Pulmonary thrombo-embolism is an important cause of morbidity and mortality, especially among the hospitalized patients.  A vast majority of clinically significant pulmonary emboli (PE) arises from deep venous thrombosis.

Predisposing Factors

  • Venous disease of the lower extremities.
  • Cancer.
  • Heart failure.
  • Recent major surgery.
  • Prolonged immobilization.
  • Paralysis.
  • Strong family history of thrombosis.
  • Pregnancy.


  • Dyspnoea
  • Pleuritic chest pain
  • Apprehension
  • Cough

Physical Findings

  • Tachypnoea
  • Tachycardia
  • Inspiratory crackles
  • Swelling of calf
  • Localized tenderness
  • Slight rise in local temperature suggests DVT.

Diagnosis of Thrombo-embolism

Diagnosis is based on Clinical suspicion and General Diagnostic Evaluation

  • Blood Complete Exam:  Leucocytosis
  • E.C.G – To rule out other cardiac causes of tachypnoea, tachycardia
  • Arterial Blood Gases:  (ABGs)
  • Arterial hypoxaemia usually accompanied with hypocapnia.
  • Normal PaO2 can occur in 14 % of patients with acute pulmonary embolism.
  • Specific Diagnostic Studies
  • Ventilation – perfusion (V-Q) lungs scan is indicated in all clinically stable patients with suspected pulmonary embolism.
  • Pulmonary Angiography for confirmation & diagnosis and thrombolytic therapy.  These facilities are presently available only at a few centers including Punjab Institute of Cardiology.
  • X-Ray Chest       Absence of vascular marking on the affected side



A- Supportive Care:-Oxygen Therapy

B- Prevention of Recurrent Emboli is the major therapeutic goal.

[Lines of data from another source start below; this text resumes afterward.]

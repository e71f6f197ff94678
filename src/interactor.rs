//! Copyright 2024 - The Open-Agriculture Developers
//! SPDX-License-Identifier: GPL-3.0-or-later
//! Authors: Daan Steenbergen

use eframe::egui;

use crate::grid::GridPoint;

/// Pointer travel in pixels before a press counts as a drag
pub const DRAG_THRESHOLD: f32 = 10.0;
pub const MIN_ZOOM: u32 = 1;

/// Pointer input, already hit-tested against the grid nodes
#[derive(Debug, Clone, Copy, PartialEq)]
pub enum InputEvent {
    PointerDown {
        pos: egui::Pos2,
        node: Option<GridPoint>,
        modifier: bool,
    },
    PointerMove {
        pos: egui::Pos2,
        node: Option<GridPoint>,
    },
    PointerUp {
        pos: egui::Pos2,
    },
    ModifierUp,
}

/// A completed gesture for the shell to act on
#[derive(Debug, Clone, Copy, PartialEq)]
pub enum Gesture {
    /// Press and release without dragging
    Click { pos: egui::Pos2, modifier: bool },
    /// Modifier drag from one node to another
    Connect { start: GridPoint, end: GridPoint },
    /// A connecting drag was abandoned; highlights must be dropped
    Cancelled,
}

#[derive(Debug, Clone, Copy, PartialEq, Default)]
enum DragState {
    #[default]
    Idle,
    Panning {
        origin: egui::Pos2,
        last: egui::Pos2,
        modifier: bool,
        dragged: bool,
    },
    Connecting {
        start: GridPoint,
        origin: egui::Pos2,
        last: Option<GridPoint>,
        dragged: bool,
    },
}

/// Screen placement of the map: pan offset plus integer zoom
#[derive(Debug, Clone, Copy, PartialEq)]
pub struct Viewport {
    pub offset: egui::Vec2,
    pub zoom: u32,
}

impl Default for Viewport {
    fn default() -> Self {
        Viewport {
            offset: egui::Vec2::ZERO,
            zoom: MIN_ZOOM,
        }
    }
}

impl Viewport {
    pub fn to_screen(&self, origin: egui::Pos2, world: egui::Pos2) -> egui::Pos2 {
        origin + self.offset + world.to_vec2() * self.zoom as f32
    }

    pub fn to_world(&self, origin: egui::Pos2, screen: egui::Pos2) -> egui::Pos2 {
        ((screen - origin - self.offset) / self.zoom as f32).to_pos2()
    }

    pub fn scale(&self) -> f32 {
        self.zoom as f32
    }
}

/// Pan, zoom and connect state machine for the map canvas
#[derive(Debug, Clone, Default)]
pub struct Interactor {
    viewport: Viewport,
    state: DragState,
}

impl Interactor {
    pub fn new() -> Self {
        Self::default()
    }

    pub fn viewport(&self) -> &Viewport {
        &self.viewport
    }

    pub fn zoom(&self) -> u32 {
        self.viewport.zoom
    }

    pub fn zoom_in(&mut self) {
        self.viewport.zoom += 1;
    }

    pub fn zoom_out(&mut self) {
        self.viewport.zoom = self.viewport.zoom.saturating_sub(1).max(MIN_ZOOM);
        if self.viewport.zoom == MIN_ZOOM {
            self.viewport.offset = egui::Vec2::ZERO;
        }
    }

    pub fn is_idle(&self) -> bool {
        self.state == DragState::Idle
    }

    pub fn is_connecting(&self) -> bool {
        matches!(self.state, DragState::Connecting { .. })
    }

    /// Nodes that should carry a ring while a connecting drag is in progress
    pub fn highlighted_nodes(&self) -> Vec<GridPoint> {
        match self.state {
            DragState::Connecting { start, last, .. } => {
                let mut nodes = vec![start];
                if let Some(last) = last.filter(|last| *last != start) {
                    nodes.push(last);
                }
                nodes
            }
            _ => Vec::new(),
        }
    }

    /// Drops any gesture in progress
    pub fn cancel(&mut self) {
        self.state = DragState::Idle;
    }

    pub fn handle(&mut self, event: InputEvent) -> Option<Gesture> {
        match (self.state, event) {
            (DragState::Idle, InputEvent::PointerDown { pos, node, modifier }) => {
                self.state = match node {
                    Some(start) if modifier => DragState::Connecting {
                        start,
                        origin: pos,
                        last: None,
                        dragged: false,
                    },
                    _ => DragState::Panning {
                        origin: pos,
                        last: pos,
                        modifier,
                        dragged: false,
                    },
                };
                None
            }
            (
                DragState::Panning {
                    origin,
                    last,
                    modifier,
                    dragged,
                },
                InputEvent::PointerMove { pos, .. },
            ) => {
                let dragged = dragged || origin.distance(pos) >= DRAG_THRESHOLD;
                let last = if dragged {
                    self.viewport.offset += pos - last;
                    pos
                } else {
                    last
                };
                self.state = DragState::Panning {
                    origin,
                    last,
                    modifier,
                    dragged,
                };
                None
            }
            (
                DragState::Connecting {
                    start,
                    origin,
                    last,
                    dragged,
                },
                InputEvent::PointerMove { pos, node },
            ) => {
                let dragged = dragged || origin.distance(pos) >= DRAG_THRESHOLD;
                let last = if dragged { node.or(last) } else { last };
                self.state = DragState::Connecting {
                    start,
                    origin,
                    last,
                    dragged,
                };
                None
            }
            (DragState::Panning { modifier, dragged, .. }, InputEvent::PointerUp { pos }) => {
                self.state = DragState::Idle;
                (!dragged).then_some(Gesture::Click { pos, modifier })
            }
            (
                DragState::Connecting {
                    start,
                    last,
                    dragged,
                    ..
                },
                InputEvent::PointerUp { pos },
            ) => {
                self.state = DragState::Idle;
                match last {
                    _ if !dragged => Some(Gesture::Click {
                        pos,
                        modifier: true,
                    }),
                    Some(end) if end != start => Some(Gesture::Connect { start, end }),
                    _ => Some(Gesture::Cancelled),
                }
            }
            (DragState::Connecting { .. }, InputEvent::ModifierUp) => {
                log::debug!("Connecting drag cancelled");
                self.state = DragState::Idle;
                Some(Gesture::Cancelled)
            }
            _ => None,
        }
    }
}

#[cfg(test)]
mod tests {
    use super::*;

    fn down(x: f32, y: f32, node: Option<GridPoint>, modifier: bool) -> InputEvent {
        InputEvent::PointerDown {
            pos: egui::pos2(x, y),
            node,
            modifier,
        }
    }

    fn moved(x: f32, y: f32, node: Option<GridPoint>) -> InputEvent {
        InputEvent::PointerMove {
            pos: egui::pos2(x, y),
            node,
        }
    }

    fn up(x: f32, y: f32) -> InputEvent {
        InputEvent::PointerUp {
            pos: egui::pos2(x, y),
        }
    }

    #[test]
    fn short_press_is_a_click() {
        let mut interactor = Interactor::new();
        interactor.handle(down(5.0, 5.0, None, false));
        interactor.handle(moved(8.0, 5.0, None));
        assert_eq!(
            interactor.handle(up(8.0, 5.0)),
            Some(Gesture::Click {
                pos: egui::pos2(8.0, 5.0),
                modifier: false
            })
        );
        assert_eq!(interactor.viewport().offset, egui::Vec2::ZERO);
    }

    #[test]
    fn dragging_pans_the_viewport() {
        let mut interactor = Interactor::new();
        interactor.handle(down(0.0, 0.0, None, false));
        interactor.handle(moved(20.0, 0.0, None));
        interactor.handle(moved(30.0, 10.0, None));
        assert_eq!(interactor.handle(up(30.0, 10.0)), None);
        assert_eq!(interactor.viewport().offset, egui::vec2(30.0, 10.0));
        assert!(interactor.is_idle());
    }

    #[test]
    fn modifier_drag_connects_two_nodes() {
        let start = GridPoint::new(1, 1);
        let end = GridPoint::new(4, 1);
        let mut interactor = Interactor::new();
        interactor.handle(down(10.0, 10.0, Some(start), true));
        interactor.handle(moved(40.0, 10.0, Some(end)));
        assert_eq!(interactor.highlighted_nodes(), vec![start, end]);
        assert_eq!(
            interactor.handle(up(40.0, 10.0)),
            Some(Gesture::Connect { start, end })
        );
        assert!(interactor.highlighted_nodes().is_empty());
    }

    #[test]
    fn releasing_modifier_clears_highlights() {
        let mut interactor = Interactor::new();
        interactor.handle(down(10.0, 10.0, Some(GridPoint::new(2, 2)), true));
        interactor.handle(moved(40.0, 10.0, Some(GridPoint::new(5, 2))));
        assert_eq!(
            interactor.handle(InputEvent::ModifierUp),
            Some(Gesture::Cancelled)
        );
        assert!(interactor.highlighted_nodes().is_empty());
        assert!(interactor.is_idle());
    }

    #[test]
    fn dragging_back_to_the_start_node_cancels() {
        let start = GridPoint::new(2, 2);
        let mut interactor = Interactor::new();
        interactor.handle(down(10.0, 10.0, Some(start), true));
        interactor.handle(moved(40.0, 10.0, Some(start)));
        assert_eq!(interactor.handle(up(12.0, 10.0)), Some(Gesture::Cancelled));
        assert!(interactor.highlighted_nodes().is_empty());
    }

    #[test]
    fn zoom_never_drops_below_one_and_resets_pan() {
        let mut interactor = Interactor::new();
        interactor.zoom_in();
        interactor.zoom_in();
        interactor.handle(down(0.0, 0.0, None, false));
        interactor.handle(moved(50.0, 50.0, None));
        interactor.handle(up(50.0, 50.0));
        interactor.zoom_out();
        assert_eq!(interactor.zoom(), 2);
        assert_ne!(interactor.viewport().offset, egui::Vec2::ZERO);
        interactor.zoom_out();
        interactor.zoom_out();
        assert_eq!(interactor.zoom(), MIN_ZOOM);
        assert_eq!(interactor.viewport().offset, egui::Vec2::ZERO);
    }

    #[test]
    fn viewport_transforms_are_inverse() {
        let viewport = Viewport {
            offset: egui::vec2(12.0, -4.0),
            zoom: 3,
        };
        let origin = egui::pos2(100.0, 50.0);
        let world = egui::pos2(7.5, 9.0);
        let back = viewport.to_world(origin, viewport.to_screen(origin, world));
        assert!((back - world).length() < 1e-4);
    }
}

Anticoagulation: Heparin I/V.  A bolus of heparin (80 units/kg) followed by continuous infusion (18 units/kg/hr) titrated individually to achieve an activated partial thromboplastin time (aPTT) between 1½ and 2½ times the control value, continued for 5-10 days.  If APTT is not available, clotting time should be monitored with the help of capillary tubes at 2-3 times the baseline level

  • Oral warfarin can be given with the initiation of heparin. Starting dose 5 mg / day for first 2 days, followed by daily dose adjusted to the international normalized ratio (INR) of 2.0-3.0.  Warfarin should be continued for 3 months.
  • I/V heparin should be started immediately on basis of clinical suspicion of PE and without waiting for definitive studies to be obtained.

C- Specific Therapy

  • Systemic thrombolytic therapy with Streptokinase, urokinase should be considered in the treatment of patients who have extensive iliofemoral venous thrombosis or acute massive embolism.
  • Thrombolytic therapy has not yet been shown to reduce the mortality in patients with DVT or PE.

Pulmonary embolectomy that can only be carried out in cardiac surgery units.